La Lega va sempre più a destra. C'è il generale Vannacci e ci sono le esternazioni di Matteo Salvini, ad esempio sulle «zecche rosse».
A Fabio Fazio, che gli ha chiesto se questa sia la strada giusta, il presidente del Veneto Luca Zaia, ospite a Che Tempo Che Fa, ha risposto: «Dovremo ritarare molte scelte. L’identità va di pari passo con il consenso. E io sono anche convinto che la partita identitaria sia fondamentale. Il mondo guarda alla moderazione, bisogna essere progressisti sui temi etici», ha risposto il presidente del Veneto, sottolineando che ci sia una Lega della politica e una Lega degli amministratori. E che vada quindi fatto un distinguo.
Parole molto chiare, insomma, su ciò che dovrebbe fare il Carroccio per invertire la tendenza che lo vuole sempre più in difficoltà. Anche rispetto alle altre compagini della maggioranza.
Sulle mire dei due alleati di governo, che punterebbero a prendersi la sua regione, Zaia si è limitato a qualche battuta. Mettendo in chiaro che per circa un altro anno lui resterà alla guida. E su quanto avverrà dopo, la partita è lontana dall’essere chiusa: «I sindaci e i presidenti di regione sono le due cariche che non possono essere rinnovate. Con la legge attuale io non posso essere rieletto. Negli anni io credo che questa legge cambierà, perché il blocco del terzo mandato è un’anomalia. Su quello che farò io se non potrò ricandidarmi, non lo so. Per 11 mesi ho ancora la regione e penserò a questo».
Sul fronte dell’Autonomia, invece, il punto di partenza è stato chiaramente la battuta d’arresto ai negoziati imposta dai rilievi dei giudici costituzionali: «Evitiamo le mistificazioni rispetto alla sentenza della Corte. La Consulta ha fatto delle osservazioni, ad esempio dicendo che il Parlamento deve potere emendare le intese tra governo e regioni, non solo approvarle. Poi ha parlato dei Lep, che finalmente sono stati resi obbligatori da questo governo. I Lep non nascono per l’Autonomia, nascono per risolvere dei problemi di diseguaglianza in questo Paese», ha sottolineato Zaia.
Per poi insistere sul fatto che la riforma non spaccherà il Paese, come dicono le opposizioni, lasciando indietro le regioni meno abbienti: “Dobbiamo puntare alla virtuosità ed evitare che qualcuno resti indietro. Ma non si può andare avanti sempre con il freno a mano tirato. Non possiamo pensare che se qualcuno è più in difficoltà, allora vada abbassata l’asticella”.
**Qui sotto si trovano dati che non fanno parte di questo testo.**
use schemars::JsonSchema;
use serde::{Deserialize, Serialize};
use std::path::PathBuf;

use super::defaults::*;

#[derive(Debug, Clone, Deserialize, Serialize, JsonSchema)]
pub struct Config {
    #[serde(default = "default_version")]
    pub version: u32,

    /// Where `analyze` writes its markdown and JSON reports
    #[serde(default = "default_report_dir")]
    pub report_dir: PathBuf,

    /// Overall budget for one analysis, in milliseconds
    #[serde(default = "default_deadline_ms")]
    pub deadline_ms: u64,

    #[serde(default)]
    pub narrative: NarrativeConfig,

    #[serde(default)]
    pub snapshots: SnapshotConfig,

    #[serde(default)]
    pub calibration: Calibration,

    #[serde(default)]
    pub catalogs: Catalogs,
}

#[derive(Debug, Clone, Copy, Default, PartialEq, Eq, Deserialize, Serialize, JsonSchema)]
#[serde(rename_all = "snake_case")]
pub enum NarrativeKind {
    /// Deterministic text built from the plan
    #[default]
    Template,
    ClaudeCli,
    CodexCli,
}

impl std::fmt::Display for NarrativeKind {
    fn fmt(&self, f: &mut std::fmt::Formatter<'_>) -> std::fmt::Result {
        match self {
            NarrativeKind::Template => write!(f, "template"),
            NarrativeKind::ClaudeCli => write!(f, "claude_cli"),
            NarrativeKind::CodexCli => write!(f, "codex_cli"),
        }
    }
}

#[derive(Debug, Clone, Deserialize, Serialize, JsonSchema)]
pub struct NarrativeConfig {
    #[serde(default)]
    pub provider: NarrativeKind,

    #[serde(default = "default_narrative_timeout_sec")]
    pub timeout_sec: u64,

    #[serde(default)]
    pub claude_cli: ClaudeCliConfig,

    #[serde(default)]
    pub codex_cli: CodexCliConfig,

    #[serde(default)]
    pub retry: RetryConfig,
}

impl Default for NarrativeConfig {
    fn default() -> Self {
        Self {
            provider: NarrativeKind::default(),
            timeout_sec: default_narrative_timeout_sec(),
            claude_cli: ClaudeCliConfig::default(),
            codex_cli: CodexCliConfig::default(),
            retry: RetryConfig::default(),
        }
    }
}

#[derive(Debug, Clone, Deserialize, Serialize, JsonSchema)]
pub struct ClaudeCliConfig {
    #[serde(default = "default_claude_binary")]
    pub binary: PathBuf,

    #[serde(default = "default_claude_model")]
    pub model: String,
}

impl Default for ClaudeCliConfig {
    fn default() -> Self {
        Self {
            binary: default_claude_binary(),
            model: default_claude_model(),
        }
    }
}

#[derive(Debug, Clone, Deserialize, Serialize, JsonSchema)]
pub struct CodexCliConfig {
    #[serde(default = "default_codex_binary")]
    pub binary: PathBuf,

    #[serde(default = "default_codex_model")]
    pub model: String,
}

impl Default for CodexCliConfig {
    fn default() -> Self {
        Self {
            binary: default_codex_binary(),
            model: default_codex_model(),
        }
    }
}

#[derive(Debug, Clone, Deserialize, Serialize, JsonSchema)]
pub struct RetryConfig {
    #[serde(default = "default_max_attempts")]
    pub max_attempts: u32,

    #[serde(default = "default_backoff_base_ms")]
    pub backoff_base_ms: u64,
}

impl Default for RetryConfig {
    fn default() -> Self {
        Self {
            max_attempts: default_max_attempts(),
            backoff_base_ms: default_backoff_base_ms(),
        }
    }
}

#[derive(Debug, Clone, Deserialize, Serialize, JsonSchema)]
pub struct SnapshotConfig {
    #[serde(default = "default_true")]
    pub enabled: bool,

    #[serde(default = "default_snapshot_dir")]
    pub dir: PathBuf,
}

impl Default for SnapshotConfig {
    fn default() -> Self {
        Self {
            enabled: true,
            dir: default_snapshot_dir(),
        }
    }
}

/// Baseline load assigned by role, independent of observed signals
#[derive(Debug, Clone, PartialEq, Deserialize, Serialize, JsonSchema)]
pub struct Calibration {
    #[serde(default = "default_parent_emotional")]
    pub parent_emotional: f64,

    #[serde(default = "default_parent_cognitive")]
    pub parent_cognitive: f64,

    #[serde(default = "default_parent_anticipatory")]
    pub parent_anticipatory: f64,

    #[serde(default = "default_child_emotional")]
    pub child_emotional: f64,

    /// Children strictly older than this receive `child_emotional`
    #[serde(default = "default_child_emotional_min_age")]
    pub child_emotional_min_age: u32,
}

impl Default for Calibration {
    fn default() -> Self {
        Self {
            parent_emotional: default_parent_emotional(),
            parent_cognitive: default_parent_cognitive(),
            parent_anticipatory: default_parent_anticipatory(),
            child_emotional: default_child_emotional(),
            child_emotional_min_age: default_child_emotional_min_age(),
        }
    }
}

/// Recommendation catalogs consulted by the opportunity finder
#[derive(Debug, Clone, PartialEq, Deserialize, Serialize, JsonSchema)]
pub struct Catalogs {
    #[serde(default)]
    pub capacity_tiers: CapacityTiers,

    /// Cumulative age bands, sorted by `min_age`
    #[serde(default = "default_skill_bands")]
    pub skill_bands: Vec<SkillBand>,

    #[serde(default = "default_skill_timeline")]
    pub skill_timeline: String,

    #[serde(default = "default_systemic_changes")]
    pub systemic_changes: Vec<SystemicChangeEntry>,
}

impl Default for Catalogs {
    fn default() -> Self {
        Self {
            capacity_tiers: CapacityTiers::default(),
            skill_bands: default_skill_bands(),
            skill_timeline: default_skill_timeline(),
            systemic_changes: default_systemic_changes(),
        }
    }
}

/// Tasks to suggest by remaining-capacity band (>70%, >50%, otherwise)
#[derive(Debug, Clone, PartialEq, Deserialize, Serialize, JsonSchema)]
pub struct CapacityTiers {
    #[serde(default = "default_high_capacity_tasks")]
    pub high: Vec<String>,

    #[serde(default = "default_medium_capacity_tasks")]
    pub medium: Vec<String>,

    #[serde(default = "default_low_capacity_tasks")]
    pub low: Vec<String>,
}

impl Default for CapacityTiers {
    fn default() -> Self {
        Self {
            high: default_high_capacity_tasks(),
            medium: default_medium_capacity_tasks(),
            low: default_low_capacity_tasks(),
        }
    }
}

#[derive(Debug, Clone, PartialEq, Deserialize, Serialize, JsonSchema)]
pub struct SkillBand {
    pub min_age: u32,
    pub skills: Vec<String>,
}

#[derive(Debug, Clone, PartialEq, Deserialize, Serialize, JsonSchema)]
pub struct SystemicChangeEntry {
    pub change: String,

    #[serde(default)]
    pub impact: String,

    #[serde(default)]
    pub how_to: String,
}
Sui timori, espressi sempre dal centrosinistra, che dietro alla legge Calderoli si nascondano ancora le vecchie aspirazioni secessioniste del suo partito, Zaia ha detto: “La secessione è stata una provocazione. Bossi con le provocazioni lanciò una questione rocambolesca e illegale, il referendum sulla secessione. Non è stata una fase semplice nemmeno per me, che in quel momento ero amministratore in provincia di Treviso. Io ho giurato sulla Costituzione da ministro. Comunque Bossi una cosa la ottenne, cioè la riforma del Titolo V”.
Infine, Zaia ha commentato le parole del ministro dell’Istruzione, Giuseppe Valdiatara, che hanno attirato non poche polemiche in questi giorni: “Gino Cecchettin è un grande uomo. Su temi come questi non ci vorrebbe polemiche. Immagino che il ministro Valditara non volesse essere inopportuno con le sue frasi, ma stiamo parlando di una ragazza uccisa da un ragazzo italianissimo. Siamo davanti a un bollettino di guerra, il 60 per cento delle violenze avviene da parte degli italiani, in famiglie. È un problema culturale”.